Personal information
- Full name: Eric Christopher Bennett
- Nationality: American
- Born: November 4, 1973 (age 52) Phoenix, Arizona, United States
- Home town: Surprise, Arizona
- Education: Northern Arizona University

Sport
- Sport: Archery
- Event: Recurve
- Coached by: MJ Rogers

Medal record
Representing United States
World Para Archery Championships
| Gold medal – first place | 2015 Donaueschingen | Individual |
| Gold medal – first place | 2019 's-Hertogenbosch | Team |
| Silver medal – second place | 2019 's-Hertogenbosch | Individual |
Parapan American Games
| Gold medal – first place | 2023 Santiago | Team |
| Silver medal – second place | 2015 Toronto | Individual |
| Silver medal – second place | 2023 Santiago | Individual |

= Eric Bennett (archer) =

American Paralympic archer

Eric Christopher Bennett (born November 4, 1973) is an American paralympic archer who competes in recurve archery. He is a five-time Paralympian, having represented the United States at the 2008, 2012, 2016, 2020, and 2024 Paralympic Games. Additionally he is a two-time World Para Archery Champion and a four-time U.S. national champion.

==Personal life==
Bennett began learning archery at the age of 7. He lost his right arm above the elbow in a car accident caused by a drunk driver when he was 15 years old. Bennett learned to shoot with only one arm. He joined the U.S. national team in 2007, qualifying for his first Paralympics in Beijing the following year.

Bennett is the former physics teacher of Olympic archer Brady Ellison.

== Career ==
=== Paralympics ===
Bennett made his Paralympic debut at the 2008 Paralympic Games in Beijing.

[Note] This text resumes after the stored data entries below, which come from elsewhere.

//! Data model shared across the codec, session, tracker and repository layers.
//!
//! Mirrors spec.md §3: raw frame shapes, the decoded `AVLRecord` with its IO
//! element groups, semantic projections, and the entities owned by the
//! Device Registry (C6) and Movement Tracker (C7).

use std::collections::HashMap;

use serde::Serialize;

/// A device identifier: 15-17 ASCII digits, validated at parse time (§4.2).
pub type DeviceId = String;

/// The wire codec a frame body was encoded with.
#[derive(Debug, Clone, Copy, PartialEq, Eq, Serialize)]
pub enum Codec {
    /// Codec 8: 8-bit IO ids, 8-bit counts.
    C8,
    /// Codec 8 Extended: 16-bit IO ids, 16-bit counts.
    C8Ext,
}

impl Codec {
    pub fn from_byte(b: u8) -> Option<Self> {
        match b {
            0x08 => Some(Codec::C8),
            0x8E => Some(Codec::C8Ext),
            _ => None,
        }
    }
}

/// GPS fix attached to an [`AVLRecord`].
#[derive(Debug, Clone, Copy, PartialEq, Serialize)]
pub struct Gps {
    /// Decimal degrees, derived from the wire's sign-magnitude e7 integer.
    pub longitude: f64,
    pub latitude: f64,
    pub altitude_m: i16,
    /// Degrees clockwise from north.
    pub heading_deg: u16,
    pub satellites: u8,
    pub speed_kmh: u16,
}

impl Gps {
    /// §3: `positionValid ≡ satellites ≥ 3`.
    pub fn position_valid(&self) -> bool {
        self.satellites >= 3
    }

    /// §8 property 9 / §4.7: records at (0,0), or with NaN coordinates, never
    /// drive movement state or appear in a walk's coordinate list.
    pub fn is_usable_fix(&self) -> bool {
        if self.latitude.is_nan() || self.longitude.is_nan() {
            return false;
        }
        if self.latitude == 0.0 && self.longitude == 0.0 {
            return false;
        }
        true
    }
}

/// The four IO element width groups, keyed by protocol id.
#[derive(Debug, Clone, Default, PartialEq, Serialize)]
pub struct IoGroups {
    pub one_byte: Vec<(u16, u8)>,
    pub two_byte: Vec<(u16, u16)>,
    pub four_byte: Vec<(u16, u32)>,
    pub eight_byte: Vec<(u16, u64)>,
}

impl IoGroups {
    pub fn total(&self) -> usize {
        self.one_byte.len() + self.two_byte.len() + self.four_byte.len() + self.eight_byte.len()
    }

    /// Widen every group into one `id -> u64` view, used by the semantic
    /// projection table (§3) and by `extraIo` for unrecognized ids.
    pub fn widen(&self) -> HashMap<u16, u64> {
        let mut out = HashMap::with_capacity(self.total());
        for &(id, v) in &self.one_byte {
            out.insert(id, v as u64);
        }
        for &(id, v) in &self.two_byte {
            out.insert(id, v as u64);
        }
        for &(id, v) in &self.four_byte {
            out.insert(id, v as u64);
        }
        for &(id, v) in &self.eight_byte {
            out.insert(id, v as u64);
        }
        out
    }
}

/// Selected semantic projections decoded from well-known IO ids (§3).
/// Unrecognized ids are preserved verbatim in `AVLRecord::extra_io`.
#[derive(Debug, Clone, Default, PartialEq, Serialize)]
pub struct Projections {
    pub battery_voltage_mv: Option<u64>,
    pub battery_level_pct: Option<u64>,
    pub gnss_status: Option<bool>,
    pub movement_flag: Option<bool>,
    pub charger_connected: Option<bool>,
    pub gsm_signal: Option<u64>,
    pub pdop: Option<f64>,
    pub hdop: Option<f64>,
    pub man_down: Option<bool>,
    pub geofence_zones: HashMap<u16, u64>,
}

const IO_BATTERY_VOLTAGE: u16 = 67;
const IO_BATTERY_LEVEL: u16 = 113;
const IO_GNSS_STATUS: u16 = 69;
const IO_MOVEMENT_FLAG: u16 = 240;
const IO_CHARGER_CONNECTED: u16 = 116;
const IO_GSM_SIGNAL: u16 = 21;
const IO_PDOP: u16 = 181;
const IO_HDOP: u16 = 182;
const IO_MAN_DOWN: u16 = 242;
const IO_GEOFENCE_RANGE: std::ops::RangeInclusive<u16> = 155..=231;

impl Projections {
    /// Build the projection table from a widened IO map, per the §3 id list.
    pub fn from_widened(io: &HashMap<u16, u64>) -> Self {
        let mut p = Projections::default();
        for (&id, &value) in io {
            match id {
                IO_BATTERY_VOLTAGE => p.battery_voltage_mv = Some(value),
                IO_BATTERY_LEVEL => p.battery_level_pct = Some(value),
                IO_GNSS_STATUS => p.gnss_status = Some(value != 0),
                IO_MOVEMENT_FLAG => p.movement_flag = Some(value != 0),
                IO_CHARGER_CONNECTED => p.charger_connected = Some(value != 0),
                IO_GSM_SIGNAL => p.gsm_signal = Some(value),
                IO_PDOP => p.pdop = Some(value as f64 / 10.0),
                IO_HDOP => p.hdop = Some(value as f64 / 10.0),
                IO_MAN_DOWN => p.man_down = Some(value != 0),
                id if IO_GEOFENCE_RANGE.contains(&id) => {
                    p.geofence_zones.insert(id, value);
                }
                _ => {}
            }
        }
        p
    }
}

/// Whether `id` is covered by [`Projections`] (and therefore excluded from
/// an `AVLRecord`'s `extra_io` residual map).
pub fn is_projected_io_id(id: u16) -> bool {
    matches!(
        id,
        IO_BATTERY_VOLTAGE
            | IO_BATTERY_LEVEL
            | IO_GNSS_STATUS
            | IO_MOVEMENT_FLAG
            | IO_CHARGER_CONNECTED
            | IO_GSM_SIGNAL
            | IO_PDOP
            | IO_HDOP
            | IO_MAN_DOWN
    ) || IO_GEOFENCE_RANGE.contains(&id)
}

/// A single decoded AVL record (§3).
#[derive(Debug, Clone, PartialEq, Serialize)]
pub struct AVLRecord {
    pub timestamp_ms: i64,
    pub priority: u8,
    pub gps: Gps,
    pub event_io_id: u32,
    pub io: IoGroups,
    pub projections: Projections,
    /// IO ids not covered by the semantic projection table, widened to u64.
    pub extra_io: HashMap<u16, u64>,
}

impl AVLRecord {
    /// §4.7: explicit `movementFlag` takes priority; otherwise a speed
    /// threshold; otherwise treated as not moving.
    pub fn is_moving(&self, speed_threshold_kmh: u16) -> bool {
        if let Some(flag) = self.projections.movement_flag {
            return flag;
        }
        self.gps.speed_kmh > speed_threshold_kmh
    }
}

/// A decoded AVL frame, prior to dispatch (§3).
#[derive(Debug, Clone, PartialEq)]
pub struct AVLFrame {
    pub codec: Codec,
    pub records: Vec<AVLRecord>,
}

/// Liveness/identity view for one currently-authenticated connection (§3).
#[derive(Debug, Clone, Serialize)]
pub struct ActiveDevice {
    pub device_id: DeviceId,
    pub peer_address: String,
    pub connected_at_ms: i64,
    pub last_activity_at_ms: i64,
    pub bytes_received: u64,
    pub packets_processed: u64,
}

/// A lat/lon/timestamp sample retained on a walk (§3).
#[derive(Debug, Clone, Copy, PartialEq, Serialize)]
pub struct Point {
    pub lat: f64,
    pub lon: f64,
    pub ts_ms: i64,
}

/// A movement session derived by the tracker and persisted by the Repository (§3).
#[derive(Debug, Clone, PartialEq, Serialize)]
pub struct WalkSession {
    pub device_id: DeviceId,
    pub is_active: bool,
    pub start_time_ms: i64,
    pub end_time_ms: Option<i64>,
    pub coordinates: Vec<Point>,
    pub distance_meters: i64,
    pub duration_seconds: i64,
}

impl WalkSession {
    pub fn new(device_id: DeviceId, points: Vec<Point>) -> Self {
        let start = points.first().map(|p| p.ts_ms).unwrap_or(0);
        let mut w = WalkSession {
            device_id,
            is_active: true,
            start_time_ms: start,
            end_time_ms: None,
            coordinates: Vec::new(),
            distance_meters: 0,
            duration_seconds: 0,
        };
        for p in points {
            w.push_point(p);
        }
        w
    }

    /// §3 invariant: `distanceMeters` is the rounded haversine sum of the
    /// coordinate sequence; `durationSeconds` is measured from `startTime`.
    pub fn push_point(&mut self, p: Point) {
        if let Some(last) = self.coordinates.last() {
            let d = crate::geo::haversine_m(last.lat, last.lon, p.lat, p.lon);
            self.distance_meters += d.round() as i64;
        }
        self.coordinates.push(p);
        self.recompute_duration();
    }

    fn recompute_duration(&mut self) {
        if let Some(last) = self.coordinates.last() {
            self.duration_seconds = ((last.ts_ms - self.start_time_ms).max(0)) / 1000;
        }
    }

    pub fn close(&mut self, end_ts_ms: i64) {
        self.is_active = false;
        self.end_time_ms = Some(end_ts_ms);
    }
}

He lost to John Stubbs, who would go on to win the gold medal, in the round of 16. At the 2012 Paralympic Games Bennett made it all the way to the bronze medal match, ultimately losing to Mikhail Oyun.

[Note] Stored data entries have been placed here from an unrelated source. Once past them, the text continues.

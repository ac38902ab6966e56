//! Environment-sourced configuration (§6, §9.3). Loaded once at startup; an
//! absent variable falls back to its documented default, a present-but-invalid
//! one is fatal (exit code 1), matching the teacher's own
//! `std::env::var(...).ok().and_then(|v| v.parse().ok()).unwrap_or(default)` idiom.

use std::env;

#[derive(Debug, Clone)]
pub struct Config {
    pub device_port: u16,
    pub monitor_port: u16,
    pub socket_timeout_ms: u64,
    pub max_concurrent_sessions: usize,
    pub rate_limit_frames_per_min: u32,
    pub warmup_ms: i64,
    pub idle_ms: i64,
    pub speed_threshold_kmh: u16,
    pub store_uri: Option<String>,
    pub debug_log: bool,
    /// Config switch spec.md §4.3/§9 calls for: strict CRC rejects mismatches
    /// instead of merely flagging them.
    pub strict_crc: bool,
}

impl Config {
    /// Reads every variable; `Err` carries the name of the first one that
    /// was present but failed to parse (the caller exits with code 1).
    pub fn from_env() -> Result<Self, String> {
        Ok(Config {
            device_port: parse_env("DEVICE_PORT", 5005)?,
            monitor_port: parse_env("MONITOR_PORT", 5006)?,
            socket_timeout_ms: parse_env("SOCKET_TIMEOUT_MS", 300_000)?,
            max_concurrent_sessions: parse_env("MAX_CONCURRENT_SESSIONS", 100)?,
            rate_limit_frames_per_min: parse_env("RATE_LIMIT_FRAMES_PER_MIN", 60)?,
            warmup_ms: parse_env("WARMUP_MS", 300_000)?,
            idle_ms: parse_env("IDLE_MS", 300_000)?,
            speed_threshold_kmh: parse_env("SPEED_THRESHOLD_KMH", 3)?,
            store_uri: env::var("STORE_URI").ok(),
            debug_log: parse_bool_env("DEBUG_LOG", false)?,
            strict_crc: parse_bool_env("STRICT_CRC", false)?,
        })
    }
}

fn parse_env<T: std::str::FromStr>(name: &str, default: T) -> Result<T, String> {
    match env::var(name) {
        Err(_) => Ok(default),
        Ok(v) => v
            .parse()
            .map_err(|_| format!("{name}: invalid value {v:?}")),
    }
}

fn parse_bool_env(name: &str, default: bool) -> Result<bool, String> {
    match env::var(name) {
        Err(_) => Ok(default),
        Ok(v) => match v.to_ascii_lowercase().as_str() {
            "1" | "true" | "yes" | "on" => Ok(true),
            "0" | "false" | "no" | "off" => Ok(false),
            _ => Err(format!("{name}: invalid boolean {v:?}")),
        },
    }
}
//! Device Registry (C6, §4.6): the one piece of shared mutable state in the
//! gateway, keyed by device id, backed by a [`DashMap`] the way the teacher's
//! `AppState` keys its connection table (no single global mutex).

use std::sync::Arc;

use dashmap::DashMap;
use tokio::sync::Notify;
use tracing::info;

use crate::model::{ActiveDevice, DeviceId};

/// §4.6: reconnect-while-connected policy. The new session always wins; the
/// old one is told to close via its `Notify` handle.
pub struct Registered {
    pub peer_address: String,
    pub connected_at_ms: i64,
    pub last_activity_at_ms: i64,
    pub bytes_received: u64,
    pub packets_processed: u64,
    /// Signaled to tell a previous session for this device to close (`Replaced`).
    pub evict: Arc<Notify>,
}

#[derive(Default)]
pub struct Registry {
    devices: DashMap<DeviceId, Registered>,
}

fn now_ms() -> i64 {
    chrono::Utc::now().timestamp_millis()
}

impl Registry {
    pub fn new() -> Self {
        Self::default()
    }

    pub fn len(&self) -> usize {
        self.devices.len()
    }

    #[allow(dead_code)]
    pub fn is_empty(&self) -> bool {
        self.devices.is_empty()
    }

    /// Registers a newly-authenticated session, evicting any prior session
    /// for the same device id (§4.6 "AlreadyConnected: replace the old
    /// session" policy). Returns the new session's own `Notify` handle so the
    /// caller can be told to close if it is later replaced in turn.
    pub fn register(&self, device_id: DeviceId, peer_address: String) -> Arc<Notify> {
        let evict = Arc::new(Notify::new());
        let ts = now_ms();
        if let Some((_, old)) = self.devices.remove(&device_id) {
            info!(device = %device_id, peer = %old.peer_address, "evicting prior session on reconnect");
            old.evict.notify_one();
        }
        self.devices.insert(
            device_id,
            Registered {
                peer_address,
                connected_at_ms: ts,
                last_activity_at_ms: ts,
                bytes_received: 0,
                packets_processed: 0,
                evict: evict.clone(),
            },
        );
        evict
    }

    /// Updates liveness counters after a frame is processed.
    pub fn touch(&self, device_id: &DeviceId, bytes: u64, packets: u64) {
        if let Some(mut e) = self.devices.get_mut(device_id) {
            e.last_activity_at_ms = now_ms();
            e.bytes_received += bytes;
            e.packets_processed += packets;
        }
    }

    /// Removes the device's entry, but only if `evict` still matches the
    /// registered handle — guards against a session racing its own eviction
    /// notice and deleting a newer session's row.
    pub fn unregister(&self, device_id: &DeviceId, evict: &Arc<Notify>) {
        self.devices.remove_if(device_id, |_, v| Arc::ptr_eq(&v.evict, evict));
    }

    pub fn snapshot(&self) -> Vec<ActiveDevice> {
        self.devices
            .iter()
            .map(|e| ActiveDevice {
                device_id: e.key().clone(),
                peer_address: e.value().peer_address.clone(),
                connected_at_ms: e.value().connected_at_ms,
                last_activity_at_ms: e.value().last_activity_at_ms,
                bytes_received: e.value().bytes_received,
                packets_processed: e.value().packets_processed,
            })
            .collect()
    }
}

In the summer of 2015, Bennett was selected to the U.S. archery team for the 2016 Rio de Janeiro Paralympics, making this his third Paralympics. He made it to the quarterfinals before losing to eventual silver-medalist Hanreuchai Netsiri. At the 2020 Paralympic Games Bennett lost in the round of 16 to Zhao Lixue who would go on to win the silver medal.